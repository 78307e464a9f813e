use anyhow::Result;
use clap::{Parser, Subcommand};
use minichain_core::{
    calculate_hash,
    constants::{DEFAULT_DIFFICULTY, DEFAULT_MINING_REWARD, GENESIS_PREVIOUS_HASH},
    pow, Ledger, LedgerConfig, Transaction,
};
use serde_json::{json, Value};
use tracing::info;
use tracing_subscriber::{fmt, EnvFilter};

#[derive(Parser, Debug)]
#[command(name = "minichain-cli")]
#[command(about = "Drive an in-memory proof-of-work ledger")]
struct Cli {
    #[command(subcommand)]
    cmd: Command,
}

#[derive(Subcommand, Debug)]
enum Command {
    /// Run the transfer, mining and tamper-detection walkthrough
    Demo {
        /// Leading zero hex digits required of each block hash
        #[arg(long, default_value_t = DEFAULT_DIFFICULTY)]
        difficulty: u32,
        /// Reward paid to the miner, one block late
        #[arg(long, default_value_t = DEFAULT_MINING_REWARD)]
        reward: u64,
        /// Address credited with mining rewards
        #[arg(long, default_value = "miner")]
        miner: String,
        /// Print the chain as JSON instead of a table
        #[arg(long)]
        json: bool,
    },
    /// Print the hash of a block with no transactions
    Hash {
        #[arg(long, default_value_t = 0)]
        index: u64,
        /// Unix milliseconds
        #[arg(long)]
        timestamp: i64,
        #[arg(long, default_value = GENESIS_PREVIOUS_HASH)]
        previous_hash: String,
        #[arg(long, default_value_t = 0)]
        nonce: u64,
        /// Also report whether the hash meets this difficulty
        #[arg(long)]
        difficulty: Option<u32>,
        /// Print the result as JSON
        #[arg(long)]
        json: bool,
    },
}

fn main() -> Result<()> {
    fmt()
        .with_env_filter(
            EnvFilter::try_from_default_env().unwrap_or_else(|_| EnvFilter::new("info")),
        )
        .init();

    let cli = Cli::parse();
    match cli.cmd {
        Command::Demo {
            difficulty,
            reward,
            miner,
            json,
        } => demo(
            LedgerConfig {
                difficulty,
                mining_reward: reward,
            },
            &miner,
            json,
        ),
        Command::Hash {
            index,
            timestamp,
            previous_hash,
            nonce,
            difficulty,
            json,
        } => {
            let report = hash_report(index, timestamp, &previous_hash, nonce, difficulty);
            if json {
                println!("{}", serde_json::to_string_pretty(&report)?);
            } else {
                println!("{}", report["hash"].as_str().unwrap_or_default());
                if let (Some(difficulty), Some(meets)) =
                    (difficulty, report["meets_difficulty"].as_bool())
                {
                    println!("meets difficulty {difficulty}: {meets}");
                }
            }
            Ok(())
        }
    }
}

/// Hash of an empty block, and whether it meets `difficulty` when one is given.
fn hash_report(
    index: u64,
    timestamp: i64,
    previous_hash: &str,
    nonce: u64,
    difficulty: Option<u32>,
) -> Value {
    let hash = calculate_hash(index, timestamp, &[], previous_hash, nonce);
    let mut report = json!({
        "index": index,
        "timestamp": timestamp,
        "previous_hash": previous_hash,
        "nonce": nonce,
        "hash": hash,
    });
    if let Some(difficulty) = difficulty {
        report["difficulty"] = json!(difficulty);
        report["meets_difficulty"] = json!(pow::meets_difficulty(&hash, difficulty));
    }
    report
}

fn demo(config: LedgerConfig, miner: &str, json: bool) -> Result<()> {
    let mut ledger = Ledger::new(config)?;

    ledger.add_transaction(Transaction::new("alice", "bob", 50))?;
    ledger.add_transaction(Transaction::new("bob", "carol", 25))?;
    ledger.mine_pending_transactions(miner)?;

    ledger.add_transaction(Transaction::new("carol", "alice", 10))?;
    ledger.add_transaction(Transaction::new("alice", miner, 15))?;
    ledger.mine_pending_transactions(miner)?;

    // Settles the reward for the block above.
    ledger.mine_pending_transactions(miner)?;

    if json {
        println!("{}", ledger.to_json()?);
    } else {
        for block in ledger.view() {
            println!(
                "#{} {} nonce={} txs={}",
                block.index,
                block.timestamp,
                block.nonce,
                block.transactions.len()
            );
            println!("   prev {}", block.previous_hash);
            println!("   hash {}", block.hash);
        }
    }

    println!();
    for address in ["alice", "bob", "carol", miner] {
        println!("balance {address}: {}", ledger.balance_of(address));
    }

    println!();
    println!("chain valid: {}", ledger.validate_chain());

    if let Some(block) = ledger.block_mut(1) {
        if let Some(tx) = block.transactions_mut().first_mut() {
            info!("tampering: block 1 amount {} -> {}", tx.amount, tx.amount * 2);
            tx.amount *= 2;
        }
    }
    match ledger.verify_chain() {
        Ok(()) => println!("chain valid after tampering: true"),
        Err(corruption) => {
            println!("chain valid after tampering: false");
            println!("reason: {corruption}");
        }
    }
    Ok(())
}
use crate::{
    constants::HASH_HEX_SIZE, header_digest, merkle_root, sink::LogSink, Block, Candidate, Hash,
};
use tracing::Level;

/// Number of leading zero hex digits in a digest.
pub fn leading_zero_nibbles(hash: &Hash) -> u32 {
    let mut total = 0u32;
    for b in hash {
        if *b == 0 {
            total += 2;
        } else {
            if *b < 0x10 {
                total += 1;
            }
            break;
        }
    }
    total
}

/// Whether a hex digest begins with `difficulty` `'0'` characters.
pub fn meets_difficulty(hash_hex: &str, difficulty: u32) -> bool {
    let difficulty = difficulty as usize;
    hash_hex.len() >= difficulty && hash_hex.bytes().take(difficulty).all(|c| c == b'0')
}

/// Nonce search over a fixed candidate. The merkle root is computed once and
/// only the nonce varies between attempts.
struct Search {
    candidate: Candidate,
    root: Hash,
}

impl Search {
    fn new(candidate: Candidate) -> Self {
        let root = merkle_root(&candidate.transactions);
        Self { candidate, root }
    }

    /// Tests the current nonce. On a miss the nonce moves on by one.
    fn attempt(&mut self, difficulty: u32) -> Option<Hash> {
        let c = &self.candidate;
        let digest = header_digest(
            c.index,
            c.timestamp,
            c.transactions.len(),
            &self.root,
            &c.previous_hash,
            c.nonce,
        );
        if leading_zero_nibbles(&digest) >= difficulty {
            return Some(digest);
        }
        self.candidate.nonce = self.candidate.nonce.wrapping_add(1);
        None
    }

    fn seal(self, digest: Hash) -> Block {
        self.candidate.seal_with(hex::encode(digest))
    }
}

/// Mines the candidate by incrementing its nonce until the digest has at
/// least `difficulty` leading zero hex digits. The search is unbounded and
/// blocks the caller until it succeeds.
///
/// `difficulty` must be at most [`HASH_HEX_SIZE`]: no digest has more leading
/// zero hex digits than that, so a larger target never returns.
/// [`LedgerConfig::validate`](crate::LedgerConfig::validate) enforces the bound.
pub fn mine_block<L: LogSink + ?Sized>(candidate: Candidate, difficulty: u32, sink: &L) -> Block {
    sink.log(
        Level::INFO,
        &format!(
            "mining block {} at difficulty {}",
            candidate.index, difficulty
        ),
    );
    let mut search = Search::new(candidate);
    let digest = loop {
        if let Some(digest) = search.attempt(difficulty) {
            break digest;
        }
    };
    let block = search.seal(digest);
    sink.log(
        Level::INFO,
        &format!(
            "block {} mined with nonce {}: {}",
            block.index(),
            block.nonce(),
            block.hash()
        ),
    );
    block
}

/// Like [`mine_block`] but gives up after `max_attempts` nonces.
///
/// On exhaustion the candidate comes back with its nonce at the first untried
/// value, so feeding it back in continues the same search and ends on the same
/// nonce an uninterrupted run would have found. A `difficulty` above
/// [`HASH_HEX_SIZE`] always exhausts the budget.
pub fn mine_bounded<L: LogSink + ?Sized>(
    candidate: Candidate,
    difficulty: u32,
    max_attempts: u64,
    sink: &L,
) -> Result<Block, Candidate> {
    let start = candidate.nonce;
    let mut search = Search::new(candidate);
    for _ in 0..max_attempts {
        if let Some(digest) = search.attempt(difficulty) {
            let block = search.seal(digest);
            sink.log(
                Level::DEBUG,
                &format!(
                    "block {} mined with nonce {}: {}",
                    block.index(),
                    block.nonce(),
                    block.hash()
                ),
            );
            return Ok(block);
        }
    }
    sink.log(
        Level::DEBUG,
        &format!(
            "block {} not mined after nonces {}..{}",
            search.candidate.index, start, search.candidate.nonce
        ),
    );
    Err(search.candidate)
}
//! Append-only, in-memory proof-of-work ledger.
//!
//! Transactions are pooled by a [`Ledger`], sealed into [`Block`]s by the
//! proof-of-work search in [`pow`], and the resulting chain can be re-verified
//! at any time by recomputing every block hash and link.
use serde::{Deserialize, Serialize};
use sha2::{Digest, Sha256};

pub mod chain;
pub mod constants;
pub mod error;
pub mod pow;
pub mod sink;
pub mod view;

pub use chain::{genesis_block, Ledger, LedgerConfig};
pub use error::{ChainCorruption, InvalidTransaction, LedgerError};
pub use sink::{LogSink, MemorySink, NullSink, TracingSink};
pub use view::{chain_view, BlockView};

pub type Hash = [u8; 32];

/// Wall-clock time as Unix milliseconds.
pub fn now_millis() -> i64 {
    chrono::Utc::now().timestamp_millis()
}

#[derive(Clone, Debug, PartialEq, Eq, Serialize, Deserialize)]
pub struct Transaction {
    /// `None` only for rewards issued by the ledger itself.
    pub sender: Option<String>,
    pub recipient: String,
    pub amount: u64,
    /// Unix milliseconds.
    pub created_at: i64,
}

impl Transaction {
    /// A transfer between two addresses, stamped with the current time.
    pub fn new(sender: impl Into<String>, recipient: impl Into<String>, amount: u64) -> Self {
        Self::with_timestamp(Some(sender.into()), recipient, amount, now_millis())
    }

    /// A mining reward: no debited party.
    pub fn reward(recipient: impl Into<String>, amount: u64) -> Self {
        Self::with_timestamp(None, recipient, amount, now_millis())
    }

    pub fn with_timestamp(
        sender: Option<String>,
        recipient: impl Into<String>,
        amount: u64,
        created_at: i64,
    ) -> Self {
        Self {
            sender,
            recipient: recipient.into(),
            amount,
            created_at,
        }
    }

    pub fn is_reward(&self) -> bool {
        self.sender.is_none()
    }

    /// Rules a transfer must satisfy to enter the pending pool.
    pub fn check(&self) -> Result<(), InvalidTransaction> {
        match self.sender.as_deref() {
            Some(sender) if !sender.trim().is_empty() => {}
            _ => return Err(InvalidTransaction::MissingSender),
        }
        if self.recipient.trim().is_empty() {
            return Err(InvalidTransaction::MissingRecipient);
        }
        if self.amount == 0 {
            return Err(InvalidTransaction::NonPositiveAmount);
        }
        Ok(())
    }

    /// Canonical encoding fed to the hash. Strings are length-prefixed so no
    /// two distinct transactions share an encoding.
    pub fn hash_bytes(&self) -> Vec<u8> {
        let sender_len = self.sender.as_ref().map_or(0, |s| 8 + s.len());
        let mut bytes = Vec::with_capacity(1 + sender_len + 8 + self.recipient.len() + 8 + 8);
        match &self.sender {
            Some(sender) => {
                bytes.push(1);
                put_str(&mut bytes, sender);
            }
            None => bytes.push(0),
        }
        put_str(&mut bytes, &self.recipient);
        bytes.extend_from_slice(&self.amount.to_le_bytes());
        bytes.extend_from_slice(&self.created_at.to_le_bytes());
        bytes
    }

    pub fn hash(&self) -> Hash {
        sha256(&self.hash_bytes())
    }
}

fn put_str(bytes: &mut Vec<u8>, s: &str) {
    bytes.extend_from_slice(&(s.len() as u64).to_le_bytes());
    bytes.extend_from_slice(s.as_bytes());
}

fn sha256(data: &[u8]) -> Hash {
    let digest = Sha256::digest(data);
    let mut out = [0u8; 32];
    out.copy_from_slice(&digest[..]);
    out
}

/// Binary merkle root over transaction hashes, in list order. An odd node is
/// paired with itself; an empty list yields all zeroes.
pub fn merkle_root(txs: &[Transaction]) -> Hash {
    if txs.is_empty() {
        return [0u8; 32];
    }
    let mut level: Vec<Hash> = txs.iter().map(Transaction::hash).collect();

    while level.len() > 1 {
        let mut next = Vec::with_capacity(level.len().div_ceil(2));
        for pair in level.chunks(2) {
            let (a, b) = if pair.len() == 2 {
                (pair[0], pair[1])
            } else {
                (pair[0], pair[0])
            };
            let mut hasher = Sha256::new();
            hasher.update(a);
            hasher.update(b);
            let digest = hasher.finalize();
            let mut out = [0u8; 32];
            out.copy_from_slice(&digest[..]);
            next.push(out);
        }
        level = next;
    }
    level[0]
}

/// Header preimage. The transaction count is hashed alongside the merkle root
/// because duplicating the trailing transaction leaves the root unchanged.
pub(crate) fn header_bytes(
    index: u64,
    timestamp: i64,
    tx_count: usize,
    merkle_root: &Hash,
    previous_hash: &str,
    nonce: u64,
) -> Vec<u8> {
    let mut bytes = Vec::with_capacity(8 + 8 + 8 + 32 + 8 + previous_hash.len() + 8);
    bytes.extend_from_slice(&index.to_le_bytes());
    bytes.extend_from_slice(&timestamp.to_le_bytes());
    bytes.extend_from_slice(&(tx_count as u64).to_le_bytes());
    bytes.extend_from_slice(merkle_root);
    put_str(&mut bytes, previous_hash);
    bytes.extend_from_slice(&nonce.to_le_bytes());
    bytes
}

pub(crate) fn header_digest(
    index: u64,
    timestamp: i64,
    tx_count: usize,
    merkle_root: &Hash,
    previous_hash: &str,
    nonce: u64,
) -> Hash {
    sha256(&header_bytes(
        index,
        timestamp,
        tx_count,
        merkle_root,
        previous_hash,
        nonce,
    ))
}

/// SHA-256 of a block's fields as 64 lowercase hex characters.
pub fn calculate_hash(
    index: u64,
    timestamp: i64,
    transactions: &[Transaction],
    previous_hash: &str,
    nonce: u64,
) -> String {
    let root = merkle_root(transactions);
    hex::encode(header_digest(
        index,
        timestamp,
        transactions.len(),
        &root,
        previous_hash,
        nonce,
    ))
}

/// A block that has not been sealed yet. Mining varies `nonce` until the
/// digest meets the difficulty target and then yields a [`Block`].
#[derive(Clone, Debug, PartialEq, Eq, Serialize, Deserialize)]
pub struct Candidate {
    pub index: u64,
    pub timestamp: i64,
    pub transactions: Vec<Transaction>,
    pub previous_hash: String,
    pub nonce: u64,
}

impl Candidate {
    pub fn new(
        index: u64,
        timestamp: i64,
        transactions: Vec<Transaction>,
        previous_hash: impl Into<String>,
    ) -> Self {
        Self {
            index,
            timestamp,
            transactions,
            previous_hash: previous_hash.into(),
            nonce: 0,
        }
    }

    pub fn hash(&self) -> String {
        calculate_hash(
            self.index,
            self.timestamp,
            &self.transactions,
            &self.previous_hash,
            self.nonce,
        )
    }

    /// Seals at the current nonce without any search.
    pub(crate) fn seal(self) -> Block {
        let hash = self.hash();
        self.seal_with(hash)
    }

    pub(crate) fn seal_with(self, hash: String) -> Block {
        Block {
            index: self.index,
            timestamp: self.timestamp,
            transactions: self.transactions,
            previous_hash: self.previous_hash,
            nonce: self.nonce,
            hash,
        }
    }
}

/// A sealed block. Only mining and genesis construction produce one.
#[derive(Clone, Debug, PartialEq, Eq, Serialize)]
pub struct Block {
    index: u64,
    timestamp: i64,
    transactions: Vec<Transaction>,
    previous_hash: String,
    nonce: u64,
    hash: String,
}

impl Block {
    pub fn index(&self) -> u64 {
        self.index
    }

    pub fn timestamp(&self) -> i64 {
        self.timestamp
    }

    pub fn transactions(&self) -> &[Transaction] {
        &self.transactions
    }

    pub fn previous_hash(&self) -> &str {
        &self.previous_hash
    }

    pub fn nonce(&self) -> u64 {
        self.nonce
    }

    /// The digest stored when the block was sealed.
    pub fn hash(&self) -> &str {
        &self.hash
    }

    /// Recomputes the digest from the block's current contents.
    pub fn calculate_hash(&self) -> String {
        calculate_hash(
            self.index,
            self.timestamp,
            &self.transactions,
            &self.previous_hash,
            self.nonce,
        )
    }

    /// True while the stored digest still matches the contents.
    pub fn is_intact(&self) -> bool {
        self.calculate_hash() == self.hash
    }

    /// Mutable access to sealed transactions. Any change here is corruption:
    /// the stored hash is left as is and chain validation will flag the block.
    pub fn transactions_mut(&mut self) -> &mut Vec<Transaction> {
        &mut self.transactions
    }
}
//! End-to-end pipeline runs against a mock weatherapi.com server.

use std::sync::Arc;

use skycast_weather::{
    ConfiguredPosition, Coordinate, ForecastClient, ForecastClientConfig, ForecastPipeline,
    ForecastState, KeyValueStore, LocationResolver, PipelineSettings, CITY_KEY,
};
use wiremock::matchers::{method, path, query_param};
use wiremock::{Mock, MockServer, ResponseTemplate};

fn forecast_body(name: &str) -> serde_json::Value {
    serde_json::json!({
        "location": {"name": name, "country": "United Kingdom"},
        "current": {
            "temp_c": 12.0, "temp_f": 53.6,
            "condition": {"text": "Overcast"},
            "wind_kph": 9.0, "wind_mph": 5.6,
            "pressure_mb": 1009.0, "humidity": 81
        },
        "forecast": {"forecastday": [
            {"date": "2024-05-06", "day": {"avgtemp_c": 11.0, "condition": {"text": "Light rain"}},
             "astro": {"sunrise": "05:12 AM", "sunset": "08:31 PM"}}
        ]}
    })
}

fn pipeline_for(
    server: &MockServer,
    store: KeyValueStore,
    permission_granted: bool,
) -> Arc<ForecastPipeline> {
    let client = ForecastClient::new(ForecastClientConfig {
        api_key: "test_key".to_string(),
        base_url: server.uri(),
    })
    .unwrap();
    let position = ConfiguredPosition::new(permission_granted, Some(Coordinate::new(51.5, -0.12)));

    Arc::new(ForecastPipeline::new(
        store,
        LocationResolver::new(Arc::new(position)),
        Arc::new(client),
        PipelineSettings::default(),
    ))
}

#[tokio::test]
async fn test_empty_store_fetches_by_device_location() {
    let mock_server = MockServer::start().await;

    Mock::given(method("GET"))
        .and(path("/v1/forecast.json"))
        .and(query_param("q", "51.5,-0.12"))
        .and(query_param("days", "7"))
        .respond_with(ResponseTemplate::new(200).set_body_json(forecast_body("City of London")))
        .expect(1)
        .mount(&mock_server)
        .await;

    let pipeline = pipeline_for(&mock_server, KeyValueStore::in_memory().unwrap(), true);
    pipeline.cold_start().await.unwrap();

    let state = pipeline.state();
    let forecast = state.forecast().unwrap();
    assert_eq!(forecast.location_name(), Some("City of London"));
    assert_eq!(forecast.days().len(), 1);
}

#[tokio::test]
async fn test_permission_denied_makes_no_request() {
    let mock_server = MockServer::start().await;

    Mock::given(method("GET"))
        .respond_with(ResponseTemplate::new(200).set_body_json(forecast_body("Nowhere")))
        .expect(0)
        .mount(&mock_server)
        .await;

    let pipeline = pipeline_for(&mock_server, KeyValueStore::in_memory().unwrap(), false);
    assert!(pipeline.cold_start().await.is_err());
    assert_eq!(pipeline.state(), ForecastState::Failed);
}

#[tokio::test]
async fn test_search_select_and_restart_with_saved_city() {
    let mock_server = MockServer::start().await;
    let dir = tempfile::tempdir().unwrap();
    let db_path = dir.path().join("skycast.db");

    Mock::given(method("GET"))
        .and(path("/v1/search.json"))
        .and(query_param("q", "Lon"))
        .respond_with(ResponseTemplate::new(200).set_body_json(serde_json::json!([
            {"id": 2801268, "name": "London", "region": "City of London, Greater London",
             "country": "United Kingdom", "lat": 51.52, "lon": -0.11}
        ])))
        .expect(1)
        .mount(&mock_server)
        .await;

    Mock::given(method("GET"))
        .and(path("/v1/forecast.json"))
        .and(query_param("q", "London"))
        .respond_with(ResponseTemplate::new(200).set_body_json(forecast_body("London")))
        .expect(2)
        .mount(&mock_server)
        .await;

    {
        let pipeline = pipeline_for(&mock_server, KeyValueStore::open(&db_path).unwrap(), true);
        pipeline.search("Lon").await.unwrap();

        let state = pipeline.state();
        let chosen = state.candidates()[0].clone();
        pipeline.select(&chosen).await.unwrap();
        assert!(matches!(pipeline.state(), ForecastState::Ready(_)));
    }

    // A fresh pipeline over the same database starts from the saved city
    let store = KeyValueStore::open(&db_path).unwrap();
    assert_eq!(store.get(CITY_KEY).await.unwrap().as_deref(), Some("London"));

    let pipeline = pipeline_for(&mock_server, store, false);
    pipeline.cold_start().await.unwrap();
    assert_eq!(
        pipeline.state().forecast().and_then(|f| f.location_name()),
        Some("London")
    );
}

#[tokio::test]
async fn test_server_error_ends_failed() {
    let mock_server = MockServer::start().await;

    Mock::given(method("GET"))
        .and(path("/v1/forecast.json"))
        .respond_with(ResponseTemplate::new(500))
        .expect(1)
        .mount(&mock_server)
        .await;

    let store = KeyValueStore::in_memory().unwrap();
    store.set(CITY_KEY, "London").await.unwrap();

    let pipeline = pipeline_for(&mock_server, store, true);
    assert!(pipeline.cold_start().await.is_err());
    assert_eq!(pipeline.state(), ForecastState::Failed);
}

* * * * *

Pull out every line of the records above that contains the word "ForecastClientConfig".

    ConfiguredPosition, Coordinate, ForecastClient, ForecastClientConfig, ForecastPipeline,
    let client = ForecastClient::new(ForecastClientConfig {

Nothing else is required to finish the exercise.